The Union Cabinet headed by Prime Minister Narendra Modi has approved an ordinance to change the Income Tax Act, according to sources. The change would exclude FPIs from paying capital gains tax on investments in government securities. The ordinance will be implemented after Presidential approval.
As of now, foreign investors are subject to 12.5% long-term capital gains tax (LTCG) on listed equity shares and bonds with a holding period of over 12 months. They also pay withholding tax on interest from government bonds at a rate of 20%. The previous concessional 5% tax rate is no longer in effect as of 2023.
The move arrives amid heavy withdrawal of foreign investors from Indian markets. Net FPI outflows (for the current calendar year) have reportedly reached Rs. 2.47 lakh crore, more than double the Rs. 1.04 lakh crore withdrawn in 2025.
The rupee has also been under pressure. It hit an all-time low of Rs. 96.9650 on May 20 against the US dollar, but has been partially revived amid the intervention of the Reserve Bank of India (RBI) and the easing crude oil prices. The rupee closed at Rs. 95.71 per dollar on Wednesday, up 0.5% from Tuesday's level.
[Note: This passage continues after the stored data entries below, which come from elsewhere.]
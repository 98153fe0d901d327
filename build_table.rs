// Copyright 2026 simdprune Authors. Licensed under MIT or Apache-2.0.

use std::io::{self, BufWriter, Write};

// usage:
//
//  ./build_table > mask128_epi16.txt
//
// Prints one row of MASK128_EPI16 per line, 256 lines in mask order.

fn main() -> io::Result<()> {
    let stdout = io::stdout();
    let mut out = BufWriter::new(stdout.lock());
    simdprune::table::write_rows(&mut out)?;
    out.flush()
}
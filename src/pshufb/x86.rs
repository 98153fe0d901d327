// Copyright 2026 simdprune Authors. Licensed under MIT or Apache-2.0.

//! x86/x86_64 implementation of the byte-shuffle pruning.

#[cfg(target_arch = "x86")]
use std::arch::x86::*;
#[cfg(target_arch = "x86_64")]
use std::arch::x86_64::*;
use std::ops::BitOr;

#[repr(transparent)]
#[derive(Copy, Clone, Debug)]
pub struct Simd(__m128i);

impl super::SimdExt for Simd {
    fn is_supported() -> bool {
        is_x86_feature_detected!("ssse3") // _mm_shuffle_epi8
            && is_x86_feature_detected!("sse2") // (all other _mm_*)
    }

    #[inline]
    #[target_feature(enable = "sse2")]
    unsafe fn load(bytes: &[u8; 16]) -> Self {
        Self(_mm_loadu_si128(bytes.as_ptr() as *const __m128i))
    }

    #[inline]
    #[target_feature(enable = "sse2")]
    unsafe fn load_low(bytes: &[u8; 8]) -> Self {
        Self(_mm_loadl_epi64(bytes.as_ptr() as *const __m128i))
    }

    #[inline]
    #[target_feature(enable = "ssse3")]
    unsafe fn shuffle(self, control: Self) -> Self {
        Self(_mm_shuffle_epi8(self.0, control.0))
    }

    #[inline]
    #[target_feature(enable = "sse2")]
    unsafe fn add_bytes(self, n: u8) -> Self {
        Self(_mm_add_epi8(self.0, _mm_set1_epi8(n as i8)))
    }

    #[inline]
    #[target_feature(enable = "sse2")]
    unsafe fn shift_left_bytes(self, count: usize) -> Self {
        // _mm_slli_si128 wants an immediate, so shift the 64-bit halves and
        // carry the low half into the high one.
        let bits = (count * 8) as i32;
        let p1 = _mm_sll_epi64(self.0, _mm_cvtsi32_si128(bits));
        let p2 = _mm_srl_epi64(
            _mm_unpacklo_epi64(_mm_setzero_si128(), self.0),
            _mm_cvtsi32_si128(64 - bits),
        );
        Self(_mm_or_si128(p1, p2))
    }

    #[inline]
    #[target_feature(enable = "sse2")]
    unsafe fn store(self) -> [u8; 16] {
        let mut out = [0u8; 16];
        _mm_storeu_si128(out.as_mut_ptr() as *mut __m128i, self.0);
        out
    }
}

impl BitOr for Simd {
    type Output = Self;

    fn bitor(self, other: Self) -> Self {
        Self(unsafe { _mm_or_si128(self.0, other.0) })
    }
}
The 10-year government bond yield, which has been the benchmark, also rose by one basis point to 7.02%.
According to Harsha Vardhana VM, Group CEO, Atom Financial Services, the numbers are too large to dismiss. "FPIs were net sellers in India in eight of the 12 months in 2025, with total outflows of Rs 1,66,286 crore. January 2026 alone saw a Rs 33,598 crore exit, the highest monthly outflow since August 2025. The LTCG tax is contributing, but it is one factor in a five-variable equation."
If India's LTCG is an extra cost for sovereign wealth funds and pension funds without a home country, it is particularly challenging, he added.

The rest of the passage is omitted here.